▶ **Records supplied**:
*** Begin section ***

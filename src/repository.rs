use anyhow::anyhow;
use sea_orm::{
    ActiveModelTrait, ColumnTrait, ConnectionTrait, DatabaseConnection, EntityTrait, QueryFilter,
    QueryOrder, Set, Statement, Value,
};

use crate::{
    config::AdminPolicy,
    entities::{movie, review, user},
    error::AppResult,
    models::{NewMovie, NewReview, NewUser, ReviewWithAuthor},
};

/// Query functions over the catalog tables. Lookups return `Ok(None)` when
/// nothing matches; constraint violations come back as errors.
#[derive(Clone)]
pub struct Repository {
    db: DatabaseConnection,
}

impl Repository {
    pub fn new(db: DatabaseConnection) -> Self {
        Self { db }
    }

    pub async fn find_user_by_id(&self, id: i32) -> AppResult<Option<user::Model>> {
        Ok(user::Entity::find_by_id(id).one(&self.db).await?)
    }

    pub async fn find_user_by_username(&self, username: &str) -> AppResult<Option<user::Model>> {
        let found = user::Entity::find()
            .filter(user::Column::Username.eq(username))
            .one(&self.db)
            .await?;
        Ok(found)
    }

    #[cfg(test)]
    pub async fn count_users(&self) -> AppResult<u64> {
        use sea_orm::PaginatorTrait;
        Ok(user::Entity::find().count(&self.db).await?)
    }

    /// Creates a self-registered account. Under `FirstUser` the admin flag is
    /// decided inside the insert itself, so concurrent sign-ups cannot both
    /// see an empty table.
    pub async fn register_user(
        &self,
        policy: AdminPolicy,
        username: String,
        password: String,
    ) -> AppResult<user::Model> {
        if policy == AdminPolicy::Everyone {
            return self.insert_user(NewUser { username, password, admin: true }).await;
        }

        let created = user::Entity::find()
            .from_raw_sql(Statement::from_sql_and_values(
                self.db.get_database_backend(),
                r#"INSERT INTO "user" (username, password, admin)
                   VALUES (?, ?, NOT EXISTS (SELECT 1 FROM "user"))
                   RETURNING id, username, password, admin"#,
                [Value::from(username), Value::from(password)],
            ))
            .one(&self.db)
            .await?;
        created.ok_or_else(|| anyhow!("insert into user returned no row").into())
    }

    pub async fn list_movies(&self) -> AppResult<Vec<movie::Model>> {
        let movies = movie::Entity::find().order_by_asc(movie::Column::Id).all(&self.db).await?;
        Ok(movies)
    }

    pub async fn find_movie_by_id(&self, id: i32) -> AppResult<Option<movie::Model>> {
        Ok(movie::Entity::find_by_id(id).one(&self.db).await?)
    }

    pub async fn insert_movie(&self, new: NewMovie) -> AppResult<movie::Model> {
        let model = movie::ActiveModel {
            id: Default::default(),
            poster: Set(new.poster),
            title: Set(new.title),
            description: Set(new.description),
            classification: Set(new.classification),
            color: Set(new.color),
            season: Set(new.season),
        };
        Ok(model.insert(&self.db).await?)
    }

    pub async fn insert_review(&self, new: NewReview) -> AppResult<review::Model> {
        let model = review::ActiveModel {
            id: Default::default(),
            content: Set(new.content),
            user_id: Set(new.user_id),
            movie_id: Set(new.movie_id),
        };
        Ok(model.insert(&self.db).await?)
    }

    pub async fn reviews_for_movie(&self, movie_id: i32) -> AppResult<Vec<ReviewWithAuthor>> {
        let rows = review::Entity::find()
            .filter(review::Column::MovieId.eq(movie_id))
            .order_by_asc(review::Column::Id)
            .find_also_related(user::Entity)
            .all(&self.db)
            .await?;

        Ok(rows.into_iter().map(|(review, author)| ReviewWithAuthor { review, author }).collect())
    }
}

#[cfg(test)]
mod tests {
    use sea_orm::PaginatorTrait;
    use tempfile::TempDir;

    use super::*;
    use crate::error::AppError;

    async fn create_test_repository() -> (Repository, TempDir) {
        let temp_dir = TempDir::new().unwrap();
        let db_url = format!("sqlite:{}?mode=rwc", temp_dir.path().join("test.db").display());
        let db = crate::db::connect_and_migrate(&db_url).await.unwrap();
        (Repository::new(db), temp_dir)
    }

    fn new_user(name: &str) -> NewUser {
        NewUser { username: name.to_string(), password: "secret".to_string(), admin: false }
    }

    fn new_movie(title: &str) -> NewMovie {
        NewMovie {
            poster: "movie/poster.jpg".to_string(),
            title: title.to_string(),
            description: "A long description".to_string(),
            classification: "PG".to_string(),
            color: "black".to_string(),
            season: "winter".to_string(),
        }
    }

    #[tokio::test]
    async fn test_user_lookup_by_id_and_username() {
        let (repo, _dir) = create_test_repository().await;

        let created = repo.insert_user(new_user("alice")).await.unwrap();
        assert!(created.id > 0);
        assert!(!created.admin);

        let by_name = repo.find_user_by_username("alice").await.unwrap().unwrap();
        assert_eq!(by_name, created);
        let by_id = repo.find_user_by_id(created.id).await.unwrap().unwrap();
        assert_eq!(by_id.username, "alice");

        assert!(repo.find_user_by_username("bob").await.unwrap().is_none());
        assert!(repo.find_user_by_id(created.id + 100).await.unwrap().is_none());
        assert_eq!(repo.count_users().await.unwrap(), 1);
    }

    #[tokio::test]
    async fn test_duplicate_username_is_rejected_by_storage() {
        let (repo, _dir) = create_test_repository().await;

        repo.insert_user(new_user("alice")).await.unwrap();
        let err = repo.insert_user(new_user("alice")).await.unwrap_err();
        assert!(matches!(err, AppError::Conflict(_)), "unexpected error: {err:?}");
        assert_eq!(repo.count_users().await.unwrap(), 1);
    }

    #[tokio::test]
    async fn test_register_user_applies_admin_policy() {
        let (repo, _dir) = create_test_repository().await;

        let first = repo.register_user(AdminPolicy::FirstUser, "ripley".into(), "pw".into()).await.unwrap();
        let second = repo.register_user(AdminPolicy::FirstUser, "hicks".into(), "pw".into()).await.unwrap();
        let third = repo.register_user(AdminPolicy::Everyone, "bishop".into(), "pw".into()).await.unwrap();
        assert!(first.admin);
        assert!(!second.admin);
        assert!(third.admin);
        assert_eq!(repo.find_user_by_username("hicks").await.unwrap().unwrap(), second);

        let err = repo
            .register_user(AdminPolicy::FirstUser, "ripley".into(), "again".into())
            .await
            .unwrap_err();
        assert!(matches!(err, AppError::Conflict(_)), "unexpected error: {err:?}");
    }

    #[tokio::test]
    async fn test_concurrent_first_user_registrations_promote_exactly_one() {
        let (repo, _dir) = create_test_repository().await;

        let signups = (0..16).map(|i| {
            let repo = repo.clone();
            async move { repo.register_user(AdminPolicy::FirstUser, format!("user{i}"), "pw".into()).await }
        });
        let results = futures::future::join_all(signups).await;
        assert!(results.iter().all(Result::is_ok), "registration failed: {results:?}");

        let admins = user::Entity::find()
            .filter(user::Column::Admin.eq(true))
            .count(&repo.db)
            .await
            .unwrap();
        assert_eq!(admins, 1);
        assert_eq!(repo.count_users().await.unwrap(), 16);
    }

    #[tokio::test]
    async fn test_movies_are_listed_in_insertion_order() {
        let (repo, _dir) = create_test_repository().await;

        assert!(repo.list_movies().await.unwrap().is_empty());
        let first = repo.insert_movie(new_movie("Alien")).await.unwrap();
        let second = repo.insert_movie(new_movie("Brazil")).await.unwrap();

        let titles: Vec<_> =
            repo.list_movies().await.unwrap().into_iter().map(|m| m.title).collect();
        assert_eq!(titles, ["Alien", "Brazil"]);

        let found = repo.find_movie_by_id(second.id).await.unwrap().unwrap();
        assert_eq!(found, second);
        assert!(repo.find_movie_by_id(first.id + second.id + 1).await.unwrap().is_none());
    }

    #[tokio::test]
    async fn test_reviews_carry_their_author() {
        let (repo, _dir) = create_test_repository().await;

        let user = repo.insert_user(new_user("critic")).await.unwrap();
        let movie = repo.insert_movie(new_movie("Heat")).await.unwrap();
        let other = repo.insert_movie(new_movie("Ran")).await.unwrap();

        repo.insert_review(NewReview {
            content: "Tense.".to_string(),
            user_id: user.id,
            movie_id: movie.id,
        })
        .await
        .unwrap();

        let reviews = repo.reviews_for_movie(movie.id).await.unwrap();
        assert_eq!(reviews.len(), 1);
        assert_eq!(reviews[0].review.content, "Tense.");
        assert_eq!(reviews[0].author_name(), "critic");
        assert!(repo.reviews_for_movie(other.id).await.unwrap().is_empty());
    }

    #[tokio::test]
    async fn test_review_requires_existing_user_and_movie() {
        let (repo, _dir) = create_test_repository().await;

        let user = repo.insert_user(new_user("critic")).await.unwrap();
        let movie = repo.insert_movie(new_movie("Heat")).await.unwrap();

        let missing_movie = repo
            .insert_review(NewReview {
                content: "?".to_string(),
                user_id: user.id,
                movie_id: movie.id + 1,
            })
            .await;
        assert!(missing_movie.is_err());

        let missing_user = repo
            .insert_review(NewReview {
                content: "?".to_string(),
                user_id: user.id + 1,
                movie_id: movie.id,
            })
            .await;
        assert!(missing_user.is_err());
    }
}
use std::{net::SocketAddr, path::PathBuf, str::FromStr};

use anyhow::Context;

const DEV_SECRET_KEY: &str =
    "marquee-development-secret-key-change-me-before-deploying-anywhere-public";

/// Who becomes an admin on self-registration.
#[derive(Clone, Copy, Debug, Default, Eq, PartialEq)]
pub enum AdminPolicy {
    /// Every registered user is an admin.
    #[default]
    Everyone,
    /// Only the first registered user is an admin.
    FirstUser,
}

impl FromStr for AdminPolicy {
    type Err = anyhow::Error;

    fn from_str(s: &str) -> Result<Self, Self::Err> {
        match s.trim().to_ascii_lowercase().as_str() {
            "everyone" => Ok(AdminPolicy::Everyone),
            "first_user" | "first-user" => Ok(AdminPolicy::FirstUser),
            other => anyhow::bail!("unknown admin policy {other:?}"),
        }
    }
}

#[derive(Clone, Debug)]
pub struct Config {
    pub addr: SocketAddr,
    pub database_url: String,
    pub secret_key: String,
    pub static_dir: PathBuf,
    pub upload_dir: PathBuf,
    pub max_upload_bytes: usize,
    pub admin_policy: AdminPolicy,
}

impl Config {
    pub fn from_env() -> anyhow::Result<Self> {
        dotenvy::dotenv().ok();

        let host = std::env::var("HOST").unwrap_or_else(|_| "0.0.0.0".to_string());
        let port: u16 =
            std::env::var("PORT").unwrap_or_else(|_| "3000".to_string()).parse().context("PORT")?;

        let database_url = std::env::var("DATABASE_URL")
            .unwrap_or_else(|_| "sqlite://store.db?mode=rwc".to_string());

        let secret_key =
            std::env::var("SECRET_KEY").unwrap_or_else(|_| DEV_SECRET_KEY.to_string());

        let static_dir: PathBuf =
            std::env::var("STATIC_DIR").unwrap_or_else(|_| "static".to_string()).into();
        let upload_dir: PathBuf =
            std::env::var("UPLOAD_DIR").unwrap_or_else(|_| "static/movie".to_string()).into();

        let max_upload_mb: usize =
            std::env::var("MAX_UPLOAD_MB").ok().and_then(|s| s.parse().ok()).unwrap_or(16);

        let admin_policy = match std::env::var("ADMIN_POLICY") {
            Ok(raw) => raw.parse().context("ADMIN_POLICY")?,
            Err(_) => AdminPolicy::default(),
        };

        Ok(Self {
            addr: format!("{host}:{port}").parse().context("HOST/PORT")?,
            database_url,
            secret_key,
            static_dir,
            upload_dir,
            max_upload_bytes: max_upload_mb * 1024 * 1024,
            admin_policy,
        })
    }
}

*** End section ***

▶ **What this task involves**:
How many lines of the records contain the word "registered"? Reply with the number and nothing else.

▶ **Finished exercise**:
3